Winton’s daughter requested that Hopkins should play her father. Hopkins read the script and accepted the part. Winton’s son praised Hopkins’s portrayal of his father. One survivor called the film a “fitting tribute”. The extras making up the recreation of the show's audience are the actual children of those Winton had saved.

Helena Bonham Carter bore a personal connection to the subject material, as her own maternal grandfather, Spanish diplomat Eduardo Propper de Callejón, saved thousands of Jews from the Holocaust during the Second World War, for which he was recognised as Righteous Among the Nations.

==Reception==

=== Critical response ===
 Metacritic, which uses a weighted average, assigned the film a score of 69 out of 100, based on 30 critics, indicating "generally favorable" reviews.

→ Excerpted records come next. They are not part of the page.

//! Property-based tests for the pair invariant.
//!
//! - Property 1: Every built pair balances in both currencies
//! - Property 2: A tampered or orphaned leg is rejected
//! - Property 3: A leg and its reversal net to zero

use chrono::Utc;
use fiscalhost_shared::types::{AccountId, Currency, OrderId, TransactionGroupId};
use proptest::prelude::*;
use rust_decimal::Decimal;

use super::entry::{DoubleEntry, PairSpec};
use super::error::LedgerError;
use super::types::{Linkage, TransactionKind};
use super::validation::validate_pairs;

/// Strategy to generate positive minor-unit amounts.
fn positive_amount() -> impl Strategy<Value = i64> {
    1i64..10_000_000i64
}

/// Strategy to generate positive exchange rates (0.01 to 100.00).
fn positive_rate() -> impl Strategy<Value = Decimal> {
    (1i64..10_000i64).prop_map(|v| Decimal::new(v, 2))
}

fn kind_strategy() -> impl Strategy<Value = TransactionKind> {
    proptest::sample::select(TransactionKind::ALL.to_vec())
}

fn spec(kind: TransactionKind, amount: i64, rate: Decimal) -> PairSpec {
    let host_amount = crate::currency::convert_minor(amount, rate, Currency::Eur, Currency::Usd)
        .unwrap_or(amount);
    PairSpec {
        kind,
        amount,
        amount_in_host_currency: host_amount,
        net_amount: amount,
        tax_amount: 0,
        currency: Currency::Eur,
        host_currency: Currency::Usd,
        fx_rate: rate,
        payer: AccountId::new(),
        recipient: AccountId::new(),
        host_account_id: AccountId::new(),
        linkage: Linkage::Order(OrderId::new()),
        transaction_group: TransactionGroupId::new(),
        is_refund: false,
        is_debt: false,
        cleared_at: None,
        data: serde_json::Value::Null,
    }
}

proptest! {
    #![proptest_config(ProptestConfig::with_cases(100))]

    // =========================================================================
    // Property 1: Pair Balance
    // =========================================================================

    /// *For any* positive amount, rate and kind, the built pair validates and
    /// its legs sum to zero in both currencies.
    #[test]
    fn prop_built_pair_balances(
        amount in positive_amount(),
        rate in positive_rate(),
        kind in kind_strategy(),
    ) {
        let pair = DoubleEntry::from_spec(spec(kind, amount, rate), Utc::now()).unwrap();

        prop_assert_eq!(pair.credit.amount + pair.debit.amount, 0);
        prop_assert_eq!(
            pair.credit.amount_in_host_currency + pair.debit.amount_in_host_currency,
            0
        );
        prop_assert_eq!(pair.credit.host_currency_fx_rate, pair.debit.host_currency_fx_rate);
        prop_assert!(validate_pairs(&pair.into_legs()).is_ok());
    }

    // =========================================================================
    // Property 2: Tampering Detection
    // =========================================================================

    /// *For any* pair whose debit is altered by a non-zero delta, validation fails.
    #[test]
    fn prop_tampered_debit_rejected(
        amount in positive_amount(),
        delta in 1i64..1000i64,
    ) {
        let mut pair = DoubleEntry::from_spec(spec(TransactionKind::HostFee, amount, Decimal::ONE), Utc::now())
            .unwrap();
        pair.debit.amount -= delta;

        let result = validate_pairs(&pair.into_legs());
        prop_assert!(
            matches!(result, Err(LedgerError::UnbalancedPair { .. })),
            "Tampered pair should be unbalanced, got: {:?}",
            result
        );
    }

    /// *For any* pair, a lone leg has no counterpart.
    #[test]
    fn prop_orphan_leg_rejected(amount in positive_amount(), kind in kind_strategy()) {
        let pair = DoubleEntry::from_spec(spec(kind, amount, Decimal::ONE), Utc::now()).unwrap();

        let result = validate_pairs(&[pair.credit]);
        prop_assert!(
            matches!(result, Err(LedgerError::CounterpartMismatch { found: 0, .. })),
            "Orphan leg should be rejected, got: {:?}",
            result
        );
    }

    // =========================================================================
    // Property 3: Reversal
    // =========================================================================

    /// *For any* pair, the full reversal of both legs forms a valid refund pair
    /// and each account's original and refund legs net to zero.
    #[test]
    fn prop_reversal_nets_to_zero(
        amount in positive_amount(),
        rate in positive_rate(),
        kind in kind_strategy(),
    ) {
        let pair = DoubleEntry::from_spec(spec(kind, amount, rate), Utc::now()).unwrap();
        let refund_group = TransactionGroupId::new();
        let now = Utc::now();

        let refund_debit =
            DoubleEntry::reversal_leg(&pair.credit, amount, refund_group, serde_json::Value::Null, now)
                .unwrap();
        let refund_credit =
            DoubleEntry::reversal_leg(&pair.debit, amount, refund_group, serde_json::Value::Null, now)
                .unwrap();

        prop_assert_eq!(refund_debit.refund_transaction_id, Some(pair.credit.id));
        prop_assert_eq!(pair.credit.amount + refund_debit.amount, 0);
        prop_assert_eq!(
            pair.credit.amount_in_host_currency + refund_debit.amount_in_host_currency,
            0
        );
        prop_assert!(validate_pairs(&[refund_debit, refund_credit]).is_ok());
    }
}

Ian Freer in Time Out described it as a "remarkable World War II story told conventionally but elevated by a superb Anthony Hopkins". In The Guardian, Peter Bradshaw wrote "You'd need a heart of stone not to be touched by this extraordinary true story". Reviewing the film for The Observer, Wendy Ide gave the film three out of five. Robbie Collin of The Daily Telegraph gave the film four out of five. The Spectators Deborah Ross praised the themes, performances and the film's message. Clarisse Loughrey of The Independent offered a more mixed review, though praised Hopkins's performance. Writing for The Guardian, Matthew Reisz, whose father was one of the children Winton had saved, felt the film betrayed Winton. Nicola Gissing, another descendant of a saved child, wrote a letter to the paper in response, defending the film.

=== Controversy ===
Despite rescuing predominantly Jewish children, on the BBC Film website this fact was omitted. Cinema operators in the UK therefore mentioned in their advertising for One Life that Nicholas Winton had saved "children from Central Europe". Following protests, BBC Film changed the film's description, writing instead that Winton had saved "predominantly Jewish" children.

=== Accolades ===
One Life won Cinema for Peace Dove for The Most Valuable Film of the Year 2024 in Berlin.